WHAT IS EXPECTED: When the string "running" appears in a line of the records, show the whole line.

INFORMATION:
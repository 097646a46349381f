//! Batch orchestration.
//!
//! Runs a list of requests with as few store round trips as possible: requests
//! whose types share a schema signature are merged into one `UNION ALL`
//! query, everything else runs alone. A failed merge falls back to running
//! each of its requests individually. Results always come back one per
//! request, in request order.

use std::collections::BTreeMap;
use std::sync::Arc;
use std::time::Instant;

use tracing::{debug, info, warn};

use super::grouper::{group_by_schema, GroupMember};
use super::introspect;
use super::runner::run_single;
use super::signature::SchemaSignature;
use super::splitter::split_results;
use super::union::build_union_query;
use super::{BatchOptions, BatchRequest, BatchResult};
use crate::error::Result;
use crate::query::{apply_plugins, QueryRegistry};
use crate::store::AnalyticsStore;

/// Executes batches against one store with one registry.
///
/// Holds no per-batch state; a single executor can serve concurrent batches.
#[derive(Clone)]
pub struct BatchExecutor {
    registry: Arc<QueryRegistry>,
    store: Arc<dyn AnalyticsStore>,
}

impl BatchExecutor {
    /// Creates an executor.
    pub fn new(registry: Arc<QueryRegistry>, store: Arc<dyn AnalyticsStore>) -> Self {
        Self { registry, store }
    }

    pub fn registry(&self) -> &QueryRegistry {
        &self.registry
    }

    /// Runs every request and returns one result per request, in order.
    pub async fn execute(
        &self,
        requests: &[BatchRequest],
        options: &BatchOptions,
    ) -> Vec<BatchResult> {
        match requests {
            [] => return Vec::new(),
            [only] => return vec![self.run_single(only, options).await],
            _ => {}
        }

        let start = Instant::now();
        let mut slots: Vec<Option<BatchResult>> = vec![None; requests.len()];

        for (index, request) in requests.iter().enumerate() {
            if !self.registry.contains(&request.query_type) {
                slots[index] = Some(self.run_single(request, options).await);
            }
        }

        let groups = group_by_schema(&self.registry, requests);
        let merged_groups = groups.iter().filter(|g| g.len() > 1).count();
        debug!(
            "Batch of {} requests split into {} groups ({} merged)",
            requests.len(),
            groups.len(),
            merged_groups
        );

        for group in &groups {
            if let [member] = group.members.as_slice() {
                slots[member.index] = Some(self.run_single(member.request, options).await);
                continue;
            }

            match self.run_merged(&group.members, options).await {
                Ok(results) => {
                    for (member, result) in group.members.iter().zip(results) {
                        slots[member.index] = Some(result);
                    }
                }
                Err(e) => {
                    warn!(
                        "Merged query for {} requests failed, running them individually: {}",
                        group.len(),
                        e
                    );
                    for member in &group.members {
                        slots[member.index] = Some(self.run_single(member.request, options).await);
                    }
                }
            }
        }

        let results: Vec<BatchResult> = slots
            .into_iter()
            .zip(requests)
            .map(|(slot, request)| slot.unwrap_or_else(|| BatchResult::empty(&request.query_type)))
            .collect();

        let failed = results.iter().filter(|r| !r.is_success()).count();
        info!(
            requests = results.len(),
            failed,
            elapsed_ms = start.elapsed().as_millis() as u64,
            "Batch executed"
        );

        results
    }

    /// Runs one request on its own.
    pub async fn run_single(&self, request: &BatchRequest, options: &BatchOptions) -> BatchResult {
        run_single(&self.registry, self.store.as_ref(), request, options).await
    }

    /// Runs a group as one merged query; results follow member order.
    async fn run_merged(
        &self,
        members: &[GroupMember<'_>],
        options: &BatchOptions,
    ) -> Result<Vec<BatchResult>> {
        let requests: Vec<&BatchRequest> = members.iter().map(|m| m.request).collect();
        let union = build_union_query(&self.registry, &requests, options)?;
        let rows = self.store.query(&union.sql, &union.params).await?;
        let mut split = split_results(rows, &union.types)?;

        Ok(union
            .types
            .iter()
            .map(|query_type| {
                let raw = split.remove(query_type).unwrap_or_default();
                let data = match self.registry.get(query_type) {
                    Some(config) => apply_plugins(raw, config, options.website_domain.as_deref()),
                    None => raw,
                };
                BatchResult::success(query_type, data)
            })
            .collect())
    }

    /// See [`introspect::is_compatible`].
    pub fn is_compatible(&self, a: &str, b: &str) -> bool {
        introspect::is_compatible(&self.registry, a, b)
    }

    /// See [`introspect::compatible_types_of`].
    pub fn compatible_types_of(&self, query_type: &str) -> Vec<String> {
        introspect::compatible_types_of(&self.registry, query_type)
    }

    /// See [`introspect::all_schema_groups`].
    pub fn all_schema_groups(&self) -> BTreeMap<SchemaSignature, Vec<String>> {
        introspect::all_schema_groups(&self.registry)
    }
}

REPLY:
//! query, everything else runs alone. A failed merge falls back to running
                        "Merged query for {} requests failed, running them individually: {}",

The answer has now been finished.